By Don McIntosh
Three minutes before a planned July 20 meeting with Portland Mayor Ted Wheeler and Commissioner Jo Ann Hardesty, negotiations over a new neighborhood called the Broadway Corridor ended with the Zoom equivalent of a handshake. After a year of talks, the City’s development agency Prosper Portland, Denver developer Continuum Partners, and a union- community alliance called the Healthy Communities Coalition cleared the final hurdles to reach a wide-ranging agreement to guarantee living wage jobs for workers and provide opportunities for women and minorities.
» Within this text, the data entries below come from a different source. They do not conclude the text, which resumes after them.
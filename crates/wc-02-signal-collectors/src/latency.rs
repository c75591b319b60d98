//! Round-trip latency sampler.

use crate::client::ProbeClient;
use crate::error::CollectorError;
use shared_types::{paths, LatencyResponse};
use std::time::Instant;
use tracing::{debug, instrument};

/// Samples taken per run.
pub const LATENCY_ATTEMPTS: usize = 5;

/// Issues sequential requests to the latency endpoint and times each one,
/// body decode included.
///
/// Requests never overlap, so every sample is one isolated round trip.
#[derive(Debug, Clone)]
pub struct LatencySampler {
    client: ProbeClient,
    attempts: usize,
}

impl LatencySampler {
    pub fn new(client: ProbeClient) -> Self {
        Self {
            client,
            attempts: LATENCY_ATTEMPTS,
        }
    }

    /// Builder-style method to set the number of samples per run.
    #[must_use]
    pub fn with_attempts(mut self, attempts: usize) -> Self {
        self.attempts = attempts;
        self
    }

    /// Sample a full run; any failed request fails the whole run.
    #[instrument(name = "latency_sampler", skip(self), fields(attempts = self.attempts))]
    pub async fn try_sample(&self) -> Result<Vec<f64>, CollectorError> {
        let mut samples = Vec::with_capacity(self.attempts);
        for i in 0..self.attempts {
            let request = self.client.get(paths::LATENCY)?.query(&[("i", i)]);
            let start = Instant::now();
            let _: LatencyResponse = self.client.send_json(request).await?;
            samples.push(start.elapsed().as_secs_f64() * 1_000.0);
        }
        debug!(?samples, "Latency run complete");
        Ok(samples)
    }

    /// Sample a full run, yielding no samples at all if any request fails.
    pub async fn sample(&self) -> Vec<f64> {
        match self.try_sample().await {
            Ok(samples) => samples,
            Err(e) => {
                debug!(error = %e, "Latency run discarded");
                Vec::new()
            }
        }
    }
}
The development centers on the 12-block former U.S. Postal Service (USPS) mail processing plant that was bought by the City of Portland in 2016. If approved as expected by Prosper Portland and Portland City Council, the community benefits agreement (CBA) will require that all construction work on the site, public or private, pay the state-determined prevailing wage. Only contractors that provide full-family health benefits can bid, though that requirement can be waived for state-certified women- and minority-owned contractors bidding on less than $1 million of work. Union and community groups will help oversee compliance with commitments by contractors to employ women and minorities as apprentice and journeymen construction workers. Continuum has also committed to negotiate a project labor agreement (PLA) once it has selected its general contractor, assuring that it will use union construction labor on the project, with limited exceptions. The deal also commits to respecting union rights for janitors and security guards on the properties once the project is complete.
Neither side is releasing full details yet, but the CBA will be presented to the Prosper Portland board Aug. 12.
Early work on the site has already begun in preparation for demolition.